Directions for this task:
If a line of the material holds the string "usize", please copy it.

Extracted information:
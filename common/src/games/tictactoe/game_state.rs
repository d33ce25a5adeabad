use super::board::Board;
use super::error::IllegalMove;
use super::types::{GameOutcome, Mark, next_mark};
use super::win_detector::evaluate;

/// The live game a front-end renders: the board, whose turn it is and the last cell played.
/// The outcome is always recomputed from the board.
#[derive(Debug, Clone)]
pub struct GameState {
    board: Board,
    current_mark: Mark,
    last_move: Option<usize>,
}

impl Default for GameState {
    fn default() -> Self {
        Self::new()
    }
}

impl GameState {
    pub fn new() -> Self {
        Self {
            board: Board::new(),
            current_mark: Mark::PlayerA,
            last_move: None,
        }
    }

    pub fn board(&self) -> &Board {
        &self.board
    }

    pub fn current_mark(&self) -> Mark {
        self.current_mark
    }

    pub fn last_move(&self) -> Option<usize> {
        self.last_move
    }

    pub fn outcome(&self) -> GameOutcome {
        evaluate(&self.board)
    }

    pub fn is_over(&self) -> bool {
        self.outcome().is_terminal()
    }

    pub fn place_mark(&mut self, index: usize) -> Result<GameOutcome, IllegalMove> {
        self.board = self.board.apply_move(index, self.current_mark)?;
        self.last_move = Some(index);

        let outcome = self.outcome();
        if !outcome.is_terminal() {
            self.current_mark = next_mark(self.current_mark).ok_or(IllegalMove::EmptyMark)?;
        }
        Ok(outcome)
    }

    pub fn reset(&mut self) {
        *self = Self::new();
    }
}
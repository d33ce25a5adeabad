use std::fmt;

use serde::{Deserialize, Serialize};

pub const BOARD_SIDE: usize = 3;
pub const CELL_COUNT: usize = BOARD_SIDE * BOARD_SIDE;
pub const CENTER: usize = 4;

#[derive(Debug, Clone, Copy, PartialEq, Eq, Hash, Default, Serialize, Deserialize)]
pub enum Mark {
    #[default]
    Empty,
    PlayerA,
    PlayerB,
}

impl Mark {
    pub fn opponent(self) -> Option<Mark> {
        match self {
            Mark::PlayerA => Some(Mark::PlayerB),
            Mark::PlayerB => Some(Mark::PlayerA),
            Mark::Empty => None,
        }
    }

    pub fn is_player(self) -> bool {
        self != Mark::Empty
    }

    pub fn symbol(self) -> char {
        match self {
            Mark::Empty => '.',
            Mark::PlayerA => 'X',
            Mark::PlayerB => 'O',
        }
    }
}

impl fmt::Display for Mark {
    fn fmt(&self, f: &mut fmt::Formatter<'_>) -> fmt::Result {
        write!(f, "{}", self.symbol())
    }
}

/// Whose turn follows `mark`. `Empty` never has a turn, so it maps to `None`.
pub fn next_mark(mark: Mark) -> Option<Mark> {
    mark.opponent()
}

#[derive(Debug, Clone, Copy, PartialEq, Eq, Hash)]
pub struct Line([usize; 3]);

impl Line {
    pub fn cells(&self) -> [usize; 3] {
        self.0
    }
}

impl fmt::Display for Line {
    fn fmt(&self, f: &mut fmt::Formatter<'_>) -> fmt::Result {
        let [a, b, c] = self.0;
        write!(f, "{{{}, {}, {}}}", a, b, c)
    }
}

/// Rows, then columns, then diagonals. `evaluate` reports the first match in this order.
pub static LINES: [Line; 8] = [
    Line([0, 1, 2]),
    Line([3, 4, 5]),
    Line([6, 7, 8]),
    Line([0, 3, 6]),
    Line([1, 4, 7]),
    Line([2, 5, 8]),
    Line([0, 4, 8]),
    Line([2, 4, 6]),
];

#[derive(Debug, Clone, Copy, PartialEq, Eq)]
pub enum GameOutcome {
    InProgress,
    Win { mark: Mark, line: Line },
    Draw,
}

impl GameOutcome {
    pub fn is_terminal(&self) -> bool {
        !matches!(self, GameOutcome::InProgress)
    }

    pub fn winner(&self) -> Option<Mark> {
        match self {
            GameOutcome::Win { mark, .. } => Some(*mark),
            _ => None,
        }
    }
}

#[derive(Debug, Clone, Copy, PartialEq, Eq, Hash, Default, Serialize, Deserialize)]
pub enum Difficulty {
    Easy,
    #[default]
    Medium,
    Hard,
}

impl fmt::Display for Difficulty {
    fn fmt(&self, f: &mut fmt::Formatter<'_>) -> fmt::Result {
        let name = match self {
            Difficulty::Easy => "easy",
            Difficulty::Medium => "medium",
            Difficulty::Hard => "hard",
        };
        write!(f, "{}", name)
    }
}

#[cfg(test)]
mod tests {
    use super::*;

    #[test]
    fn test_next_mark_alternates() {
        assert_eq!(next_mark(Mark::PlayerA), Some(Mark::PlayerB));
        assert_eq!(next_mark(Mark::PlayerB), Some(Mark::PlayerA));
        assert_eq!(next_mark(Mark::Empty), None);
    }

    #[test]
    fn test_lines_are_rows_then_columns_then_diagonals() {
        let cells: Vec<[usize; 3]> = LINES.iter().map(|line| line.cells()).collect();
        assert_eq!(
            cells,
            vec![
                [0, 1, 2],
                [3, 4, 5],
                [6, 7, 8],
                [0, 3, 6],
                [1, 4, 7],
                [2, 5, 8],
                [0, 4, 8],
                [2, 4, 6],
            ]
        );
    }

    #[test]
    fn test_lines_cover_every_cell() {
        for cell in 0..CELL_COUNT {
            assert!(LINES.iter().any(|line| line.cells().contains(&cell)));
        }
        assert_eq!(LINES.iter().filter(|line| line.cells().contains(&CENTER)).count(), 4);
    }
}
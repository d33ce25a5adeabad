use std::io::{self, Write};

use tictacpro_common::log;

pub const ONLINE_UNAVAILABLE: &str = "Online play is not available yet. Pick another mode.";

/// Online mode has no backend; selecting it only reports that and returns to the menu.
pub fn run_online_game<W: Write>(output: &mut W) -> io::Result<()> {
    log!("Online mode selected; no server to connect to");
    writeln!(output, "{}", ONLINE_UNAVAILABLE)
}
mod config;
mod input;
mod menu;
mod offline;
mod online;
mod render;
mod scoreboard;

use clap::{Parser, ValueEnum};
use tictacpro_common::config::{ConfigError, Validate};
use tictacpro_common::games::MoveRng;
use tictacpro_common::games::tictactoe::{Difficulty, Mark};
use tictacpro_common::{log, logger};

use config::{Config, GameMode, get_config_manager};
use scoreboard::Scoreboard;

#[derive(Debug, Clone, Copy, ValueEnum)]
enum DifficultyArg {
    Easy,
    Medium,
    Hard,
}

impl From<DifficultyArg> for Difficulty {
    fn from(arg: DifficultyArg) -> Self {
        match arg {
            DifficultyArg::Easy => Difficulty::Easy,
            DifficultyArg::Medium => Difficulty::Medium,
            DifficultyArg::Hard => Difficulty::Hard,
        }
    }
}

#[derive(Debug, Clone, Copy, ValueEnum)]
enum MarkArg {
    X,
    O,
}

impl From<MarkArg> for Mark {
    fn from(arg: MarkArg) -> Self {
        match arg {
            MarkArg::X => Mark::PlayerA,
            MarkArg::O => Mark::PlayerB,
        }
    }
}

#[derive(Parser)]
#[command(name = "tictacpro", about = "Terminal tic-tac-toe against a friend or the computer")]
struct Args {
    /// Mode preselected in the menu.
    #[arg(long, value_enum)]
    mode: Option<GameMode>,

    #[arg(long, value_enum)]
    difficulty: Option<DifficultyArg>,

    /// Which mark the computer plays; X always moves first.
    #[arg(long, value_enum)]
    computer: Option<MarkArg>,

    /// Pause before the computer's move, in milliseconds.
    #[arg(long)]
    delay_ms: Option<u64>,

    /// Seed for the computer's random choices.
    #[arg(long)]
    seed: Option<u64>,

    #[arg(long)]
    use_log_prefix: bool,

    #[arg(long)]
    quiet: bool,

    /// Don't write menu choices back to the config file.
    #[arg(long)]
    no_save: bool,
}

fn main() -> Result<(), Box<dyn std::error::Error>> {
    let args = Args::parse();

    let prefix = if args.use_log_prefix {
        Some("Client".to_string())
    } else {
        None
    };
    logger::init_logger(prefix, !args.quiet);

    let config_manager = get_config_manager();
    let file_config = config_manager.get_config()?;
    let mut config = apply_overrides(&args, file_config.clone());
    config.validate().map_err(ConfigError::Invalid)?;

    let mut rng = match args.seed.or(config.rng_seed) {
        Some(seed) => MoveRng::new(seed),
        None => MoveRng::from_random(),
    };
    log!("TicTacPro started (seed {})", rng.seed());

    let mut scoreboard = Scoreboard::new();
    let stdin = std::io::stdin();
    let stdout = std::io::stdout();
    let choices = menu::run_menu(
        &mut stdin.lock(),
        &mut stdout.lock(),
        &mut config,
        &mut scoreboard,
        &mut rng,
    )?;

    if !args.no_save {
        config_manager.set_config(&config_to_save(file_config, &choices))?;
    }
    log!(
        "Session over: {} games, X {} / O {} / draws {}",
        scoreboard.total_games(),
        scoreboard.x_wins(),
        scoreboard.o_wins(),
        scoreboard.draws()
    );

    Ok(())
}

/// Session settings: the file config with this run's flags on top.
fn apply_overrides(args: &Args, mut config: Config) -> Config {
    if let Some(mode) = args.mode {
        config.last_mode = mode;
    }
    if let Some(difficulty) = args.difficulty {
        config.tictactoe.difficulty = difficulty.into();
    }
    if let Some(computer) = args.computer {
        config.tictactoe.computer_mark = computer.into();
    }
    if let Some(delay_ms) = args.delay_ms {
        config.tictactoe.bot_move_delay_ms = delay_ms;
    }
    config
}

/// Flags only last one run, so the file keeps its values unless the menu changed them.
fn config_to_save(file_config: Config, choices: &menu::MenuChoices) -> Config {
    let mut config = file_config;
    choices.apply_to(&mut config);
    config
}
use criterion::{criterion_group, criterion_main, Criterion};
use tictacpro_common::games::MoveRng;
use tictacpro_common::games::tictactoe::{
    apply_move, evaluate, select_move, Board, Difficulty, Mark,
};

fn bench_hard_single_move_empty_board() {
    let mut rng = MoveRng::new(0);
    let _ = select_move(&Board::new(), Difficulty::Hard, Mark::PlayerA, &mut rng);
}

fn bench_hard_reply_to_corner_opening() {
    let board = match apply_move(&Board::new(), 0, Mark::PlayerA) {
        Ok(board) => board,
        Err(_) => return,
    };
    let mut rng = MoveRng::new(0);
    let _ = select_move(&board, Difficulty::Hard, Mark::PlayerB, &mut rng);
}

fn bench_hard_self_play_full_game() {
    let mut board = Board::new();
    let mut current_mark = Mark::PlayerA;
    let mut rng = MoveRng::new(0);

    while !evaluate(&board).is_terminal() {
        let Ok(index) = select_move(&board, Difficulty::Hard, current_mark, &mut rng) else {
            break;
        };
        let Ok(next) = apply_move(&board, index, current_mark) else {
            break;
        };
        board = next;
        let Some(next_mark) = current_mark.opponent() else {
            break;
        };
        current_mark = next_mark;
    }
}

fn minimax_bench(c: &mut Criterion) {
    let mut group = c.benchmark_group("minimax");

    group.sample_size(20);

    group.bench_function("single_move_empty", |b| {
        b.iter(bench_hard_single_move_empty_board)
    });

    group.bench_function("reply_to_corner", |b| {
        b.iter(bench_hard_reply_to_corner_opening)
    });

    group.bench_function("self_play_game", |b| {
        b.iter(bench_hard_self_play_full_game)
    });

    group.finish();
}

criterion_group!(benches, minimax_bench);
criterion_main!(benches);
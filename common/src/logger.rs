use std::sync::OnceLock;
use chrono::Local;

static LOGGER: OnceLock<Logger> = OnceLock::new();

/// Writes to stderr so log lines never land inside the board drawn on stdout.
pub struct Logger {
    prefix: Option<String>,
    enabled: bool,
}

impl Logger {
    fn new(prefix: Option<String>, enabled: bool) -> Self {
        Self { prefix, enabled }
    }

    pub fn log(&self, file: &str, line: u32, message: &str) {
        if !self.enabled {
            return;
        }
        eprintln!("{}", self.format(file, line, message));
    }

    fn format(&self, file: &str, line: u32, message: &str) -> String {
        let timestamp = Local::now().format("%Y-%m-%d %H:%M:%S");
        let file_name = file.rsplit(['/', '\\']).next().unwrap_or(file);
        match self.prefix {
            Some(ref prefix) => format!("[{}][{}][{}:{}] {}", timestamp, prefix, file_name, line, message),
            None => format!("[{}][{}:{}] {}", timestamp, file_name, line, message),
        }
    }
}

pub fn init_logger(prefix: Option<String>, enabled: bool) {
    LOGGER.get_or_init(|| Logger::new(prefix, enabled));
}

pub fn log(file: &str, line: u32, message: &str) {
    if let Some(logger) = LOGGER.get() {
        logger.log(file, line, message);
    }
}

#[macro_export]
macro_rules! log {
    ($($arg:tt)*) => {
        $crate::logger::log(file!(), line!(), &format!($($arg)*))
    };
}
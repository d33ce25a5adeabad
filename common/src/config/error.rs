#[derive(Debug)]
pub enum ConfigError {
    Io(std::io::Error),
    Yaml(serde_yaml_ng::Error),
    Invalid(String),
    Poisoned,
}

impl std::fmt::Display for ConfigError {
    fn fmt(&self, f: &mut std::fmt::Formatter<'_>) -> std::fmt::Result {
        match self {
            ConfigError::Io(e) => write!(f, "Config file error: {}", e),
            ConfigError::Yaml(e) => write!(f, "Config format error: {}", e),
            ConfigError::Invalid(reason) => write!(f, "Config validation error: {}", reason),
            ConfigError::Poisoned => write!(f, "Config cache lock poisoned"),
        }
    }
}

impl std::error::Error for ConfigError {}

impl From<std::io::Error> for ConfigError {
    fn from(e: std::io::Error) -> Self {
        ConfigError::Io(e)
    }
}

impl From<serde_yaml_ng::Error> for ConfigError {
    fn from(e: serde_yaml_ng::Error) -> Self {
        ConfigError::Yaml(e)
    }
}
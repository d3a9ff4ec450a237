//! Transport abstraction layer for agent streams
//!
//! This crate provides transport-agnostic traits that allow the agent center
//! to drive a long-lived duplex stream without coupling to any specific
//! implementation.
//!
//! # Architecture
//!
//! ```text
//! ┌─────────────────────────────────────────────────────────┐
//! │                 Transfer Session                         │
//! │        (receiver task, sender task, handshake)           │
//! └─────────────────────────────────────────────────────────┘
//!                           │
//!                           │ Uses traits
//!                           ↓
//! ┌─────────────────────────────────────────────────────────┐
//! │           agent-center-transport (this crate)            │
//! │  - TransportListener    - AgentTransport                 │
//! │  - FrameReader          - FrameWriter                    │
//! └─────────────────────────────────────────────────────────┘
//!                           │
//!                           │ Implemented by
//!                           ↓
//! ┌───────────────────────────┬─────────────────────────────┐
//! │ tcp (length-prefixed      │ memory (in-process, tokio   │
//! │ bincode over TcpStream)   │ channels)                   │
//! └───────────────────────────┴─────────────────────────────┘
//! ```

pub mod memory;
pub mod tcp;

use agent_center_proto::{AgentCommand, AgentFrame};
use async_trait::async_trait;
use std::fmt::Debug;
use std::net::SocketAddr;
use thiserror::Error;

pub use memory::{MemoryConnector, MemoryListener, MemoryPeer, MemoryTransport};
pub use tcp::{AgentClient, TcpTransport, TcpTransportListener};

/// Transport-level errors
#[derive(Debug, Error)]
pub enum TransportError {
    #[error("Connection error: {0}")]
    ConnectionError(String),

    #[error("IO error: {0}")]
    IoError(#[from] std::io::Error),

    #[error("Stream closed")]
    StreamClosed,

    #[error("Protocol error: {0}")]
    ProtocolError(String),
}

/// Result type for transport operations
pub type TransportResult<T> = Result<T, TransportError>;

/// Receive half of an agent stream
#[async_trait]
pub trait FrameReader: Send + Debug {
    /// Receive the next frame sent by the agent
    ///
    /// Returns `None` if the stream has been closed gracefully by the agent.
    async fn recv_frame(&mut self) -> TransportResult<Option<AgentFrame>>;
}

/// Send half of an agent stream
#[async_trait]
pub trait FrameWriter: Send + Debug {
    /// Write a command to the agent
    async fn send_frame(&mut self, command: &AgentCommand) -> TransportResult<()>;
}

/// A duplex stream to a single agent
///
/// The stream is split into independent halves so that receiving and
/// sending can proceed concurrently without a shared lock.
pub trait AgentTransport: Send + Debug + 'static {
    type Reader: FrameReader + 'static;
    type Writer: FrameWriter + 'static;

    /// Get the remote peer address
    fn remote_address(&self) -> SocketAddr;

    /// Split the stream into its receive and send halves
    fn into_split(self) -> (Self::Reader, Self::Writer);
}

/// Server-side: Listens for incoming agent streams
#[async_trait]
pub trait TransportListener: Send + Sync + Debug {
    /// The stream type accepted by this listener
    type Transport: AgentTransport;

    /// Accept an incoming stream
    ///
    /// Returns the stream and the remote address of the connecting agent.
    async fn accept(&self) -> TransportResult<(Self::Transport, SocketAddr)>;

    /// Get the local address this listener is bound to
    fn local_addr(&self) -> TransportResult<SocketAddr>;
}

#[cfg(test)]
mod tests {
    use super::*;

    #[test]
    fn test_error_display() {
        assert_eq!(TransportError::StreamClosed.to_string(), "Stream closed");
        assert_eq!(
            TransportError::ConnectionError("reset".to_string()).to_string(),
            "Connection error: reset"
        );
    }

    #[test]
    fn test_io_error_conversion() {
        let io = std::io::Error::new(std::io::ErrorKind::BrokenPipe, "pipe");
        let err: TransportError = io.into();
        assert!(matches!(err, TransportError::IoError(_)));
    }
}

Task result:
    last_move: Option<usize>,
    pub fn last_move(&self) -> Option<usize> {
    pub fn place_mark(&mut self, index: usize) -> Result<GameOutcome, IllegalMove> {
pub const BOARD_SIDE: usize = 3;
pub const CELL_COUNT: usize = BOARD_SIDE * BOARD_SIDE;
pub const CENTER: usize = 4;
pub struct Line([usize; 3]);
    pub fn cells(&self) -> [usize; 3] {
        let cells: Vec<[usize; 3]> = LINES.iter().map(|line| line.cells()).collect();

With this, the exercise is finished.